Study material>

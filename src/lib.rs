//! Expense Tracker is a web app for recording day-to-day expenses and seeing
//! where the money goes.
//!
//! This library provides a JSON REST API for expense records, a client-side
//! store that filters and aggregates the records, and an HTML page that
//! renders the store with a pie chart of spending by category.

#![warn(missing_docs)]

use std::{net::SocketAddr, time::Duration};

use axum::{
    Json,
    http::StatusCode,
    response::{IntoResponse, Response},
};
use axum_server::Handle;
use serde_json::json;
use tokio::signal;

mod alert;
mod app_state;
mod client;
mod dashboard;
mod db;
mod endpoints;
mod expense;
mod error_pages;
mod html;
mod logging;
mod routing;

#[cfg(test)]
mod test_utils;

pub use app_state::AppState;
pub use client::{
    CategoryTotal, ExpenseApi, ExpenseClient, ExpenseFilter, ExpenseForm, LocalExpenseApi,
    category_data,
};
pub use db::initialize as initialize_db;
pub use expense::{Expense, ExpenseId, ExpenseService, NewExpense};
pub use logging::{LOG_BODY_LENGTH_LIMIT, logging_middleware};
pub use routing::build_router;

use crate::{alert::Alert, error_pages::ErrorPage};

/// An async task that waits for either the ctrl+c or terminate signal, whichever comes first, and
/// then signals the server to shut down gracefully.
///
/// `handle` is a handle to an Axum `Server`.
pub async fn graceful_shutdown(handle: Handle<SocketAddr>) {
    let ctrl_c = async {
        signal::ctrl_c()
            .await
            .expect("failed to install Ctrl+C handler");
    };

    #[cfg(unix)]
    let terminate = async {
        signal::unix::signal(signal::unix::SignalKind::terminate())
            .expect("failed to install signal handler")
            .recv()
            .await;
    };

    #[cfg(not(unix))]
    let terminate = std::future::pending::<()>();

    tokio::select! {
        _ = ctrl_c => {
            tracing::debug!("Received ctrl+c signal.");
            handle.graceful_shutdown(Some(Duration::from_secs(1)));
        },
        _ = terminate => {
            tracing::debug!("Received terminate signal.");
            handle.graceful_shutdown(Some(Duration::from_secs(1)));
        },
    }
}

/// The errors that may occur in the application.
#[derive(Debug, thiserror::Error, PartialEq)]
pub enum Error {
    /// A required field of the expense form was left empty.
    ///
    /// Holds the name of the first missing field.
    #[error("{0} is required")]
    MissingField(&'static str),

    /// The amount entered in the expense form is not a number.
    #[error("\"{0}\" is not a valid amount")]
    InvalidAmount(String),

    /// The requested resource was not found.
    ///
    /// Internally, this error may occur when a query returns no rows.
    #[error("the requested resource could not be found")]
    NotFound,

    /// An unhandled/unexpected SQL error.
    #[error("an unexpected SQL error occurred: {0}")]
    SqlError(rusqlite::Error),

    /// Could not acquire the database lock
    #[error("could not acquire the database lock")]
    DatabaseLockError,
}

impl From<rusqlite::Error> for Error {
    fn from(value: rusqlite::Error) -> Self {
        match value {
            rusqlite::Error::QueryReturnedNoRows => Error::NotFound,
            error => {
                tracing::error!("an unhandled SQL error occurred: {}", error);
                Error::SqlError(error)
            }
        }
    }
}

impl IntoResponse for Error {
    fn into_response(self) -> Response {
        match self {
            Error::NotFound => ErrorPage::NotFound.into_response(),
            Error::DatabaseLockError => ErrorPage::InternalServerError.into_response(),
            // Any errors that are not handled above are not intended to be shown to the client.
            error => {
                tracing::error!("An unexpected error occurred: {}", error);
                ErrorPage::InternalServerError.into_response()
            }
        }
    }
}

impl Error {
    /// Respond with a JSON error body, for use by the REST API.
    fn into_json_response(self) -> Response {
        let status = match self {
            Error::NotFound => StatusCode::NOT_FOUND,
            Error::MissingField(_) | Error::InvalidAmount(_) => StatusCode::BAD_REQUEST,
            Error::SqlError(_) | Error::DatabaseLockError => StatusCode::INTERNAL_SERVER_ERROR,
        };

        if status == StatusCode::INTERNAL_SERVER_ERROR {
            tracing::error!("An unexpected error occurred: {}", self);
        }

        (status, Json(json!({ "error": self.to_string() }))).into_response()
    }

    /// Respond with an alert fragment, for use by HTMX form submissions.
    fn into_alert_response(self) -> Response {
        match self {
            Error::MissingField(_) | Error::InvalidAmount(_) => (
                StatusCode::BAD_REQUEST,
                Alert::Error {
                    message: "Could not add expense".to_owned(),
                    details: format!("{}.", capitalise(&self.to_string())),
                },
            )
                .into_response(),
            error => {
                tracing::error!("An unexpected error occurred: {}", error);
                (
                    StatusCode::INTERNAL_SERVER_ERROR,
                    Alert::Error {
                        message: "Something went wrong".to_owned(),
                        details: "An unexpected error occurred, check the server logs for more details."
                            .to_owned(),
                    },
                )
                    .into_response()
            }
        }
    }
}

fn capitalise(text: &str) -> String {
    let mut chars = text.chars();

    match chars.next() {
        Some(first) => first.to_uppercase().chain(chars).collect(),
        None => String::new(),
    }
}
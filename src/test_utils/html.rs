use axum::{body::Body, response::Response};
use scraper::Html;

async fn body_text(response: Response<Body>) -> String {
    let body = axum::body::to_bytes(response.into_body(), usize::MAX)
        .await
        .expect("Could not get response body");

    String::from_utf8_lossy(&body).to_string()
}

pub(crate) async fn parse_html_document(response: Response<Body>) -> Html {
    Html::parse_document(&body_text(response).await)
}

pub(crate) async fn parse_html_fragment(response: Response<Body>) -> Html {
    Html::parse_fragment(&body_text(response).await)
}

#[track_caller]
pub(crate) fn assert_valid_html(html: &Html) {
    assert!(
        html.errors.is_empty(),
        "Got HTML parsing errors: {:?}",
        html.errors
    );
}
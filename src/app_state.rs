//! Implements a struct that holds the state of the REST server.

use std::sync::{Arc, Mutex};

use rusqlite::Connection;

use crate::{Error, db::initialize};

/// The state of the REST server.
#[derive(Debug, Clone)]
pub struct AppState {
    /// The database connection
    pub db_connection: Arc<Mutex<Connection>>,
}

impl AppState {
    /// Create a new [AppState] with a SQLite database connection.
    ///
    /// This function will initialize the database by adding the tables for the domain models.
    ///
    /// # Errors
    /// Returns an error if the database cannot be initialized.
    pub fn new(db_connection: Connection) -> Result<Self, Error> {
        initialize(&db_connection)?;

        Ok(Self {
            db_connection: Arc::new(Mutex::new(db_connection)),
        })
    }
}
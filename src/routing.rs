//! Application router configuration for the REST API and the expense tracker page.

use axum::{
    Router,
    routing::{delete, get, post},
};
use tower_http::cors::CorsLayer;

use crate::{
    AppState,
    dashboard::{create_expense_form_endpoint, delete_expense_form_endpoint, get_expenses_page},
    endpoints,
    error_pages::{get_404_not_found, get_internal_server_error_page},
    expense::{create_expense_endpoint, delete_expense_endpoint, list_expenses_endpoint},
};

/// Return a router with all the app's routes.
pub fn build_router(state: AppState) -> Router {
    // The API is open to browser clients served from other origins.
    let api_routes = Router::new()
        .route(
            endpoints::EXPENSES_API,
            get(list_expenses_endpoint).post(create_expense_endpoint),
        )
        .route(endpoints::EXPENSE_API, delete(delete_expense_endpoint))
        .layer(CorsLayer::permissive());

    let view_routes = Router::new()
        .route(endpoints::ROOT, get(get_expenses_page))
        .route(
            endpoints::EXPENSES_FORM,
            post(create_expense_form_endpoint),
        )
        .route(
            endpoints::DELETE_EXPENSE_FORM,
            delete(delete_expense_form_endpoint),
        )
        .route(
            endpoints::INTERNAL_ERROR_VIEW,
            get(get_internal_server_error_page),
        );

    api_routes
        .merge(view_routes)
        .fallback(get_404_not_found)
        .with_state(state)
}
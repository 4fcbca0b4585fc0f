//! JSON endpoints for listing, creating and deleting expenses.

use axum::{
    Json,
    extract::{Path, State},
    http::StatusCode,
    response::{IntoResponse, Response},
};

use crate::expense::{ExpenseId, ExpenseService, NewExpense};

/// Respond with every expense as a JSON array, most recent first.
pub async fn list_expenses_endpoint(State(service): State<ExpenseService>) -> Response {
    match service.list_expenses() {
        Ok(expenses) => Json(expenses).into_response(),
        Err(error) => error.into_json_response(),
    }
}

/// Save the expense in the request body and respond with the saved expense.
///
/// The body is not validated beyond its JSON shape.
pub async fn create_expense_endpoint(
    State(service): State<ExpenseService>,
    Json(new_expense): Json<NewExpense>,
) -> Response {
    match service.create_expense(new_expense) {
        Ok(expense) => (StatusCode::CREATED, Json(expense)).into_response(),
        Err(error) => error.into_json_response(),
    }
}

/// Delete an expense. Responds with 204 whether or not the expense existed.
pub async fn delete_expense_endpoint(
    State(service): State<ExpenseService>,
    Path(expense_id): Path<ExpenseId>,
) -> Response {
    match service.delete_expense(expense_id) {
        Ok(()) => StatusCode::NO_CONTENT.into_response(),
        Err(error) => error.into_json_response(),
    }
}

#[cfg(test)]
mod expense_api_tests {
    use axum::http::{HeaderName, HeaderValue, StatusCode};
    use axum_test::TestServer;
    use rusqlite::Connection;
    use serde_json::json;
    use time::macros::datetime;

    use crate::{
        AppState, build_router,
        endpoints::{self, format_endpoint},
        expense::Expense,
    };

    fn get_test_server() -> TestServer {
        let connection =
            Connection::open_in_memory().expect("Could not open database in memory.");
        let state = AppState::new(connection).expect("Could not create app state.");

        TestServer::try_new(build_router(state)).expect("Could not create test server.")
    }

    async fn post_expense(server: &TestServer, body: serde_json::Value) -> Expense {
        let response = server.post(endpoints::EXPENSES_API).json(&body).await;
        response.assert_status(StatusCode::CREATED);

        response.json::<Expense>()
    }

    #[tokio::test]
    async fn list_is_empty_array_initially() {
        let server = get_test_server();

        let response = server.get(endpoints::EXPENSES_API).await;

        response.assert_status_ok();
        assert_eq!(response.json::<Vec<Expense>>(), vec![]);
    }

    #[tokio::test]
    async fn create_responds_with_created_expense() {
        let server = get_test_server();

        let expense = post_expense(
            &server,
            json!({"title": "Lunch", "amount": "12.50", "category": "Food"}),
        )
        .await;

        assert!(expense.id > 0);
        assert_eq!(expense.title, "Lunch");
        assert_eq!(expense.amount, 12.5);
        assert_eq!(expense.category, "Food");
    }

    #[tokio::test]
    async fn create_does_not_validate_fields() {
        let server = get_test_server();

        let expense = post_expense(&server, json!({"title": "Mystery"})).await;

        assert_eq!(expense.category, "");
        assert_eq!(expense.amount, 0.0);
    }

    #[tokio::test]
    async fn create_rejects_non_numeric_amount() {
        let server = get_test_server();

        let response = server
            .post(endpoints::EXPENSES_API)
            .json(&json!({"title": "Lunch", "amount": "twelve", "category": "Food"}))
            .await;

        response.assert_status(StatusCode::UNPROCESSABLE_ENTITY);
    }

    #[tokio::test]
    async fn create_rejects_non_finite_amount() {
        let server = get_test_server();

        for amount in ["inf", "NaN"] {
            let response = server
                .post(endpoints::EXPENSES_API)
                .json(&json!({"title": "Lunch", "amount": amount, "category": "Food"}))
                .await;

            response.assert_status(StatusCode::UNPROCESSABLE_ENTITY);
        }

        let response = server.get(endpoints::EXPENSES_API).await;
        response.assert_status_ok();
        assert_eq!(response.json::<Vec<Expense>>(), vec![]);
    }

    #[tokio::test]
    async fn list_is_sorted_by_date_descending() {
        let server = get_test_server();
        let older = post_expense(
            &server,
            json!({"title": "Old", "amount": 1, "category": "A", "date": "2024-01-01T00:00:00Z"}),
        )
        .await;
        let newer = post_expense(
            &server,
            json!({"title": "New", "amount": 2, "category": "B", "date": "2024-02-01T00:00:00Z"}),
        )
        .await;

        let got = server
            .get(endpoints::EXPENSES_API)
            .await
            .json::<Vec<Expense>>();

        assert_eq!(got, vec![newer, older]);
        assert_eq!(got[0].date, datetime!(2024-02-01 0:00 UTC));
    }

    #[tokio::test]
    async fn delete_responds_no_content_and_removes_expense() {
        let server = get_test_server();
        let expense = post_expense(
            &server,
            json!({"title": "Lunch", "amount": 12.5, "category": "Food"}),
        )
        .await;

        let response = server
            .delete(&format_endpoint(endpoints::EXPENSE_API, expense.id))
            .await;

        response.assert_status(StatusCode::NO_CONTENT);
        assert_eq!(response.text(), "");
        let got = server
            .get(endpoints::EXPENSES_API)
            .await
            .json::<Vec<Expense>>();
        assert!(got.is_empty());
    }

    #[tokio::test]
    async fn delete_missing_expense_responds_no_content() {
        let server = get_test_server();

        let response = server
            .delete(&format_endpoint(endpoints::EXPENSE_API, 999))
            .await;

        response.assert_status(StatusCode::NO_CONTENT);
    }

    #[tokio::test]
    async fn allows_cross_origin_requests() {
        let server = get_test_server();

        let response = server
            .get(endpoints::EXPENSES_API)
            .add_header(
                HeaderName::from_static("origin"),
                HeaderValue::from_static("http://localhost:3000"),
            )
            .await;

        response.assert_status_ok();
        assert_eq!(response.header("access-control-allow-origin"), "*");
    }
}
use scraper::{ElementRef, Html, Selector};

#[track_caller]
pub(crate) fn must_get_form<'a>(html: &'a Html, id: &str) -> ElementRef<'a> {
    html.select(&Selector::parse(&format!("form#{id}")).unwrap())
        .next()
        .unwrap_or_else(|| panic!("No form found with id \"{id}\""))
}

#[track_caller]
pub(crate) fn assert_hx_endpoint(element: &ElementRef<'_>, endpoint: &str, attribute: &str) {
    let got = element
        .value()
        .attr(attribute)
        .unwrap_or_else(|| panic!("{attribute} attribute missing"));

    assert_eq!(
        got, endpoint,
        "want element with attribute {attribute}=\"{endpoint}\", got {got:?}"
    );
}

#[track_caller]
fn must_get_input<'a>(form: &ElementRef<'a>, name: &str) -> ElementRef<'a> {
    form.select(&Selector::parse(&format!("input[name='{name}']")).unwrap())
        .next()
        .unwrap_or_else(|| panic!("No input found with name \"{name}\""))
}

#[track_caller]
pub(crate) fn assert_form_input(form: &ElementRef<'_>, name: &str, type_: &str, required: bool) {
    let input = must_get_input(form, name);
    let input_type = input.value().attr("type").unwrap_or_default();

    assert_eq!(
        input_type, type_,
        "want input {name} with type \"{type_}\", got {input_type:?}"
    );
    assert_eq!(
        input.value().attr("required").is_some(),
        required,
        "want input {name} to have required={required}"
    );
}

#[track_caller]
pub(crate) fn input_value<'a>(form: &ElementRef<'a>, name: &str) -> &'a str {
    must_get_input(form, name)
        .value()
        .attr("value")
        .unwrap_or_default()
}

Task to complete> Exactly as they appear, retype the lines from the start of the records through the line containing "#[cfg(not(unix))]".

Result for this task>
filename src/lib.rs
//! Expense Tracker is a web app for recording day-to-day expenses and seeing
//! where the money goes.
//!
//! This library provides a JSON REST API for expense records, a client-side
//! store that filters and aggregates the records, and an HTML page that
//! renders the store with a pie chart of spending by category.

#![warn(missing_docs)]

use std::{net::SocketAddr, time::Duration};

use axum::{
    Json,
    http::StatusCode,
    response::{IntoResponse, Response},
};
use axum_server::Handle;
use serde_json::json;
use tokio::signal;

mod alert;
mod app_state;
mod client;
mod dashboard;
mod db;
mod endpoints;
mod expense;
mod error_pages;
mod html;
mod logging;
mod routing;

#[cfg(test)]
mod test_utils;

pub use app_state::AppState;
pub use client::{
    CategoryTotal, ExpenseApi, ExpenseClient, ExpenseFilter, ExpenseForm, LocalExpenseApi,
    category_data,
};
pub use db::initialize as initialize_db;
pub use expense::{Expense, ExpenseId, ExpenseService, NewExpense};
pub use logging::{LOG_BODY_LENGTH_LIMIT, logging_middleware};
pub use routing::build_router;

use crate::{alert::Alert, error_pages::ErrorPage};

/// An async task that waits for either the ctrl+c or terminate signal, whichever comes first, and
/// then signals the server to shut down gracefully.
///
/// `handle` is a handle to an Axum `Server`.
pub async fn graceful_shutdown(handle: Handle<SocketAddr>) {
    let ctrl_c = async {
        signal::ctrl_c()
            .await
            .expect("failed to install Ctrl+C handler");
    };

    #[cfg(unix)]
    let terminate = async {
        signal::unix::signal(signal::unix::SignalKind::terminate())
            .expect("failed to install signal handler")
            .recv()
            .await;
    };

    #[cfg(not(unix))]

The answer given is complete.